Further, in the powder materials (5), (6) and (7) used as the substrate in the present invention, the scale-like granular inorganic material used as the core body is the powder materials (1), (2) and ( It can be selected from 3) and (4).

Further, the metal or alloy used for forming the surface layer, the coating layer or the island layer in the powder materials (5) to (7) is, for example, gold, silver, copper, palladium, cobalt, aluminum, Nickel-phosphorus alloy, nickel-boron alloy, nickel-cobalt-phosphorus alloy,
It can be selected from nickel-tungsten-phosphorus alloy, gold-silver alloy, cobalt-phosphorus alloy and the like.

Further, in the powder materials (5), (6) and (7), the metal oxide used for forming the surface layer or the film layer is, for example, titanium dioxide, iron oxide, aluminum hydroxide, You can choose from silicon dioxide, zirconium dioxide, tin dioxide, etc.

In the powder materials (5) to (7), the weight ratio of the core body to the surface layer is preferably 99/1 to 30/70. Further, in the above powder material (6), a titanium dioxide film layer is preferably formed on the core body, and the outermost surface of the surface layer is preferably formed by a silver film layer, and a metal or alloy film is formed.

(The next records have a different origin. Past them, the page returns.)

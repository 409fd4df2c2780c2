//! Reconciliation of injected scripts against consent and records

use crate::document::{DocumentError, ScriptDocument};
use crate::settings::InjectorSettings;
use std::collections::HashSet;
use tc_consent::ConsentStatus;
use tc_model::{RecordId, TrackingRecord};

/// Record ids whose script is attached for the current page lifetime
///
/// Non-empty only while consent is accepted.
#[derive(Debug, Clone, Default, PartialEq, Eq)]
pub struct InjectionState {
    ids: HashSet<RecordId>,
}

impl InjectionState {
    /// Whether `id` has been injected
    #[inline]
    #[must_use]
    pub fn contains(&self, id: RecordId) -> bool {
        self.ids.contains(&id)
    }

    /// Number of injected records
    #[inline]
    #[must_use]
    pub fn len(&self) -> usize {
        self.ids.len()
    }

    /// Whether nothing is injected
    #[inline]
    #[must_use]
    pub fn is_empty(&self) -> bool {
        self.ids.is_empty()
    }

    /// Injected ids in ascending order
    #[must_use]
    pub fn ids(&self) -> Vec<RecordId> {
        let mut ids: Vec<RecordId> = self.ids.iter().copied().collect();
        ids.sort_unstable();
        ids
    }
}

/// Outcome of one reconciliation pass
#[derive(Debug, Clone, Default, PartialEq, Eq)]
pub struct ReconcileReport {
    /// Records attached in this pass, in list order
    pub injected: Vec<RecordId>,
    /// Records already attached earlier in this continuity
    pub skipped_existing: Vec<RecordId>,
    /// Records whose script body was blank
    pub skipped_empty: Vec<RecordId>,
    /// Records whose element could not be created or attached
    pub failed: Vec<RecordId>,
    /// Elements removed by teardown
    pub removed: usize,
}

impl ReconcileReport {
    /// Whether the pass changed nothing in the document
    #[inline]
    #[must_use]
    pub fn is_noop(&self) -> bool {
        self.injected.is_empty() && self.removed == 0
    }
}

/// Keeps injected script elements consistent with consent and records
#[derive(Debug, Clone, Default)]
pub struct ScriptInjector {
    settings: InjectorSettings,
    state: InjectionState,
}

impl ScriptInjector {
    /// Injector with default attributes
    #[inline]
    #[must_use]
    pub fn new() -> Self {
        Self::default()
    }

    /// Injector with specific attributes
    #[inline]
    #[must_use]
    pub fn with_settings(settings: InjectorSettings) -> Self {
        Self {
            settings,
            state: InjectionState::default(),
        }
    }

    /// Current injection state
    #[inline]
    #[must_use]
    pub fn state(&self) -> &InjectionState {
        &self.state
    }

    /// Settings in use
    #[inline]
    #[must_use]
    pub fn settings(&self) -> &InjectorSettings {
        &self.settings
    }

    /// Make the document match `status` and `records`
    ///
    /// Not accepted: remove every tagged script and forget all ids.
    /// Accepted: inject each record not yet injected, in list order,
    /// skipping blank bodies. A record that fails is logged and skipped;
    /// the pass always runs to the end of the list.
    pub fn reconcile<D>(
        &mut self,
        status: ConsentStatus,
        records: &[TrackingRecord],
        document: &mut D,
    ) -> ReconcileReport
    where
        D: ScriptDocument + ?Sized,
    {
        let mut report = ReconcileReport::default();

        if !status.tracking_allowed() {
            report.removed = self.teardown(document);
            return report;
        }

        for record in records {
            if self.state.contains(record.id) {
                report.skipped_existing.push(record.id);
                continue;
            }

            if !record.has_script() {
                tracing::warn!(id = %record.id, name = %record.name, "empty script content, skipping tracking code");
                report.skipped_empty.push(record.id);
                continue;
            }

            match self.inject(record, document) {
                Ok(()) => {
                    self.state.ids.insert(record.id);
                    report.injected.push(record.id);
                    tracing::info!(id = %record.id, name = %record.name, "tracking code executed");
                }
                Err(err) => {
                    tracing::error!(id = %record.id, name = %record.name, error = %err, "tracking code injection failed");
                    report.failed.push(record.id);
                }
            }
        }

        report
    }

    fn inject<D>(&self, record: &TrackingRecord, document: &mut D) -> Result<(), DocumentError>
    where
        D: ScriptDocument + ?Sized,
    {
        let mut element = document.create_script(&record.script_body)?;
        element.set_attribute(&self.settings.id_attribute, record.id.to_string());
        element.set_attribute(&self.settings.name_attribute, record.name.clone());
        document.append_to_head(element)
    }

    fn teardown<D>(&mut self, document: &mut D) -> usize
    where
        D: ScriptDocument + ?Sized,
    {
        let removed = document.remove_scripts_with(&self.settings.id_attribute);
        if removed > 0 {
            tracing::info!(removed, "removed tracking scripts");
        }
        self.state.ids.clear();
        removed
    }
}

#[cfg(test)]
mod tests {
    use super::*;
    use crate::document::MemoryDocument;
    use pretty_assertions::assert_eq;

    fn records() -> Vec<TrackingRecord> {
        vec![
            TrackingRecord::new(RecordId(1), "Analytics", "gtag('config')"),
            TrackingRecord::new(RecordId(2), "Pixel", "fbq('init')"),
        ]
    }

    #[test]
    fn accepted_injects_in_list_order_with_tags() {
        let mut doc = MemoryDocument::new();
        let mut injector = ScriptInjector::new();

        let report = injector.reconcile(ConsentStatus::Accepted, &records(), &mut doc);

        assert_eq!(report.injected, vec![RecordId(1), RecordId(2)]);
        assert_eq!(doc.executed(), ["gtag('config')", "fbq('init')"]);
        let first = &doc.head()[0];
        assert_eq!(first.attribute("data-tracking-code-id"), Some("1"));
        assert_eq!(first.attribute("data-tracking-code-name"), Some("Analytics"));
        assert_eq!(injector.state().ids(), vec![RecordId(1), RecordId(2)]);
    }

    #[test]
    fn script_text_is_attached_verbatim() {
        let mut doc = MemoryDocument::new();
        let record = TrackingRecord::new(RecordId(1), "raw", "\n  track('</b>');\n");
        ScriptInjector::new().reconcile(ConsentStatus::Accepted, &[record], &mut doc);
        assert_eq!(doc.head()[0].text(), "\n  track('</b>');\n");
    }

    #[test]
    fn second_pass_is_noop() {
        let mut doc = MemoryDocument::new();
        let mut injector = ScriptInjector::new();
        injector.reconcile(ConsentStatus::Accepted, &records(), &mut doc);

        let report = injector.reconcile(ConsentStatus::Accepted, &records(), &mut doc);
        assert!(report.is_noop());
        assert_eq!(report.skipped_existing, vec![RecordId(1), RecordId(2)]);
        assert_eq!(doc.head().len(), 2);
    }

    #[test]
    fn duplicate_ids_in_one_list_inject_once() {
        let mut doc = MemoryDocument::new();
        let list = vec![
            TrackingRecord::new(RecordId(5), "a", "a()"),
            TrackingRecord::new(RecordId(5), "a again", "a2()"),
        ];
        let report = ScriptInjector::new().reconcile(ConsentStatus::Accepted, &list, &mut doc);
        assert_eq!(report.injected, vec![RecordId(5)]);
        assert_eq!(doc.executed(), ["a()"]);
    }

    #[test]
    fn unset_and_rejected_tear_down() {
        for status in [ConsentStatus::Rejected, ConsentStatus::Unset] {
            let mut doc = MemoryDocument::new();
            let mut injector = ScriptInjector::new();
            injector.reconcile(ConsentStatus::Accepted, &records(), &mut doc);

            let report = injector.reconcile(status, &records(), &mut doc);
            assert_eq!(report.removed, 2);
            assert!(report.injected.is_empty());
            assert!(injector.state().is_empty());
            assert!(doc.head().is_empty());
        }
    }

    #[test]
    fn teardown_without_scripts_is_noop() {
        let mut doc = MemoryDocument::new();
        let report = ScriptInjector::new().reconcile(ConsentStatus::Rejected, &records(), &mut doc);
        assert!(report.is_noop());
    }

    #[test]
    fn blank_body_is_skipped_not_fatal() {
        let mut doc = MemoryDocument::new();
        let list = vec![
            TrackingRecord::new(RecordId(1), "blank", "  \n "),
            TrackingRecord::new(RecordId(2), "ok", "ok()"),
        ];
        let mut injector = ScriptInjector::new();
        let report = injector.reconcile(ConsentStatus::Accepted, &list, &mut doc);

        assert_eq!(report.skipped_empty, vec![RecordId(1)]);
        assert_eq!(report.injected, vec![RecordId(2)]);
        assert!(!injector.state().contains(RecordId(1)));
    }

    #[test]
    fn failures_do_not_abort_the_pass() {
        let mut doc = MemoryDocument::new()
            .reject_create_when(|e| e.text() == "boom()")
            .reject_attach_when(|e| e.attribute("data-tracking-code-name") == Some("detached"));
        let list = vec![
            TrackingRecord::new(RecordId(1), "explodes", "boom()"),
            TrackingRecord::new(RecordId(2), "detached", "d()"),
            TrackingRecord::new(RecordId(3), "fine", "fine()"),
        ];
        let mut injector = ScriptInjector::new();
        let report = injector.reconcile(ConsentStatus::Accepted, &list, &mut doc);

        assert_eq!(report.failed, vec![RecordId(1), RecordId(2)]);
        assert_eq!(report.injected, vec![RecordId(3)]);
        assert_eq!(injector.state().ids(), vec![RecordId(3)]);
    }

    #[test]
    fn custom_attributes_drive_tagging_and_teardown() {
        let settings = InjectorSettings {
            id_attribute: "data-tc".to_string(),
            name_attribute: "data-tc-name".to_string(),
        };
        let mut doc = MemoryDocument::new();
        let mut injector = ScriptInjector::with_settings(settings);
        injector.reconcile(ConsentStatus::Accepted, &records(), &mut doc);
        assert_eq!(doc.scripts_with("data-tc").len(), 2);
        assert!(doc.scripts_with("data-tracking-code-id").is_empty());

        let report = injector.reconcile(ConsentStatus::Rejected, &records(), &mut doc);
        assert_eq!(report.removed, 2);
    }
}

The weight ratio of the layer to the metal oxide film layer is preferably 5/95 to 50/50.

In the above powder material (7), it is preferable that the weight ratio of the scale-like granular inorganic material particles in the composite core to the metal oxide film layer is 95/5 to 40/60, and the island shape. The layer is from 0.05 to 0.05% of the surface of the core or the composite core.
It is preferable to cover 95%, and it is preferable that the island layer has an average particle diameter of 0.01 to 5 μm and is composed of islands discrete from each other.

In the surface treatment method of the present invention, a treatment agent containing necessary components (zirconium ion, at least one selected from trivalent chromium ion and hexavalent chromium ion, and phosphate ion) in advance as a concentrated aqueous solution. Alternatively, it is also possible to contact the aqueous solution of the treatment agent with a dispersion liquid in which a scaly pigment to be treated is dispersed in water at a constant ratio to perform surface treatment (hereinafter, referred to as method A). Alternatively, the scaly pigment is dispersed at a constant ratio in an aqueous solution in which a treatment agent containing at least one selected from zirconium ions, trivalent chromium ions and hexavalent chromium ions and a phosphate ion is dissolved in a target concentration, and the surface is dispersed. It is also possible to perform processing (hereinafter, this is referred to as method B). There is no particular limitation on the temperature of the treatment liquid when performing the treatment here, but it is generally preferable to set the temperature to 20 ° C to 90 ° C.

In any of the above methods A and B, the weight of the film containing zirconium, chromium and phosphorus in the method of the present invention is the total amount of the above elements per 1 g of the scale-like pigment which is the object to be treated. And 0.5 to 50 mg. In particular, this film is 1 g of scale-like pigment which is the object to be treated.
Therefore, it is preferable to contain 0.05 to 15 mg of zirconium, 0.1 to 25 mg of chromium, and 0.03 to 10 mg of phosphorus in terms of elements.

If the coating amount of zirconium is less than 0.05 mg per 1 g of the flaky pigment to be treated, the amount of the surface-treated coating on the flaky pigment may be insufficient and the required effect of improving durability may not be obtained. The zirconium film amount is 15
When the amount exceeds mg, the above effect reaches saturation, which is uneconomical.

If the coating amount of chromium is less than 0.1 mg per 1 g of the flaky pigment to be treated, the amount of the surface-treated coating on the flaky pigment will be insufficient and the required effect of improving durability will not be obtained. is there. On the other hand, if the amount of chromium coating exceeds 25 mg, the above effect reaches saturation, which is uneconomical.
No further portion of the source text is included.